¿En qué consiste la técnica?

Inicialmente se sensibiliza al paciente mediante la aplicación de la DFC al 2% en una pequeña zona del cuero cabelludo del paciente, desprovista de cabello, dejando actuar durante 48h. A las dos semanas se procede a la realización de pruebas epicutáneas en la espalda del paciente con la DFC diluida a varias concentraciones, para establecer cual es la dosis más adecuada de tratamiento para cada individuo, que se determina por la aparición de enrojecimiento en la piel, sin aparición de vesículas o ampollas. Posteriormente se inicia el tratamiento mediante la aplicación semanal de la dilución, dejando actuar el producto 48h previo al lavado de cuero cabelludo. Tras inicio de la repoblación del cabello se puede disminuir la periodicidad de la aplicación de la DFC, hasta terminarla cuando se obtiene una repoblación cosméticamente aceptable para el paciente.

 

Dentro de los posibles efectos secundarios de la técnica inmunoterapia con difenciprona nos podemos encontrar con adenomegalias retroauriculares, aparición de vesículas y ampollas, y con menor frecuencia fiebre, dolores articulares, reacción tipo eritema multiforme, vitíligo y pigmentación postinflamatoria.

Generalmente la repoblación de cabello ocurre después de la 12ª semana de tratamiento pero la repoblación cosmética aceptable ocurre después de la 24ª semana. La tasa de respuesta puede llegar al 60% y en ocasiones es necesario realizar un tratamiento de mantenimiento regular para prevenir una nueva caída de cabello.

Si tras 6 meses no se observa respuesta clínica, se considera que se debe suspender el tratamiento.

El tratamiento con psoraleno, tópico o vía oral, combinado con terapia de luz UVA (PUVA) se ha utilizado una tasa de respuesta variable: 15% hasta 70% en estudios no controlados. De forma más reciente la terapia con UVB de banda estrecha a través del láser excimer ha demostrado buenos resultados en el tratamiento de alopecia areata en placas, con tasas de respuesta de 42%, presentando un buen perfil de seguridad y tolerancia, considerándose una alternativa adecuada en casos recalcitrantes y en los niños.
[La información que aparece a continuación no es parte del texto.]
use crate::config::AnalyzerConfig;
use crate::error::{SourceError, SourceResult};
use log::{debug, info};
use std::collections::VecDeque;
use std::fs::File;
use std::io::{BufRead, BufReader, ErrorKind};
use url::Url;

/// Open `url` and return its trimmed, non-empty lines.
///
/// Supports `http`, `https` and `file` URLs. Nothing is classified until
/// this succeeds, so a failure here always wins over any parse result.
pub fn open(url: &str, config: &AnalyzerConfig) -> SourceResult<LineReader<Box<dyn BufRead>>> {
    let parsed = Url::parse(url).map_err(|e| SourceError::InvalidUrl {
        url: url.to_string(),
        reason: e.to_string(),
    })?;

    let reader: Box<dyn BufRead> = match parsed.scheme() {
        "http" | "https" => Box::new(BufReader::new(fetch(&parsed, config)?)),
        "file" => {
            let path = parsed.to_file_path().map_err(|_| SourceError::InvalidUrl {
                url: url.to_string(),
                reason: "not a local file path".to_string(),
            })?;
            debug!("opening file {}", path.display());
            Box::new(BufReader::new(File::open(path)?))
        }
        other => {
            return Err(SourceError::UnsupportedScheme {
                scheme: other.to_string(),
            })
        }
    };

    info!("opened {}", parsed);
    Ok(LineReader::new(reader))
}

fn fetch(url: &Url, config: &AnalyzerConfig) -> SourceResult<impl std::io::Read> {
    let agent = ureq::AgentBuilder::new()
        .timeout(config.timeout())
        .user_agent(&config.user_agent)
        .build();

    let response = agent
        .get(url.as_str())
        .call()
        .map_err(|e| SourceError::Connection {
            url: url.to_string(),
            reason: e.to_string(),
        })?;

    debug!(
        "{} responded {} ({})",
        url,
        response.status(),
        response.content_type()
    );
    Ok(response.into_reader())
}

/// Lines of an in-memory document, prepared the same way as a fetched one.
pub fn lines_from_str(text: &str) -> LineReader<&[u8]> {
    LineReader::new(text.as_bytes())
}

/// Strips ASCII control characters and spaces from both ends.
pub fn trim_line(line: &str) -> &str {
    line.trim_matches(|c: char| c <= ' ')
}

/// Iterator over the trimmed, non-empty lines of a UTF-8 stream.
///
/// Lines end at `\n`, `\r\n` or a lone `\r`. Invalid UTF-8 is replaced
/// with U+FFFD rather than rejected. A read error is yielded once and
/// ends the iteration.
pub struct LineReader<R> {
    reader: R,
    buf: Vec<u8>,
    pending: VecDeque<String>,
    done: bool,
}

impl<R: BufRead> LineReader<R> {
    pub fn new(reader: R) -> Self {
        Self {
            reader,
            buf: Vec::new(),
            pending: VecDeque::new(),
            done: false,
        }
    }

    fn fill(&mut self) -> SourceResult<()> {
        loop {
            self.buf.clear();
            match self.reader.read_until(b'\n', &mut self.buf) {
                Ok(0) => {
                    self.done = true;
                    return Ok(());
                }
                Ok(_) => {
                    let chunk = String::from_utf8_lossy(&self.buf);
                    for piece in chunk.split(['\n', '\r']) {
                        let line = trim_line(piece);
                        if !line.is_empty() {
                            self.pending.push_back(line.to_string());
                        }
                    }
                    if !self.pending.is_empty() {
                        return Ok(());
                    }
                }
                Err(e) if e.kind() == ErrorKind::Interrupted => {}
                Err(e) => {
                    self.done = true;
                    return Err(e.into());
                }
            }
        }
    }
}

impl<R: BufRead> Iterator for LineReader<R> {
    type Item = SourceResult<String>;

    fn next(&mut self) -> Option<Self::Item> {
        if self.pending.is_empty() && !self.done {
            if let Err(e) = self.fill() {
                return Some(Err(e));
            }
        }
        self.pending.pop_front().map(Ok)
    }
}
Se puede considerar pautar corticoides vía oral y/o asociar inmunosupresores en caso de alopecia areata de rápida progresión, de gran extensión o en formas crónicas, a pesar de que al terminar el tratamiento suele haber caída del cabello. Además por los posibles efectos secundarios asociados, este tipo de medicación se limita y restringe.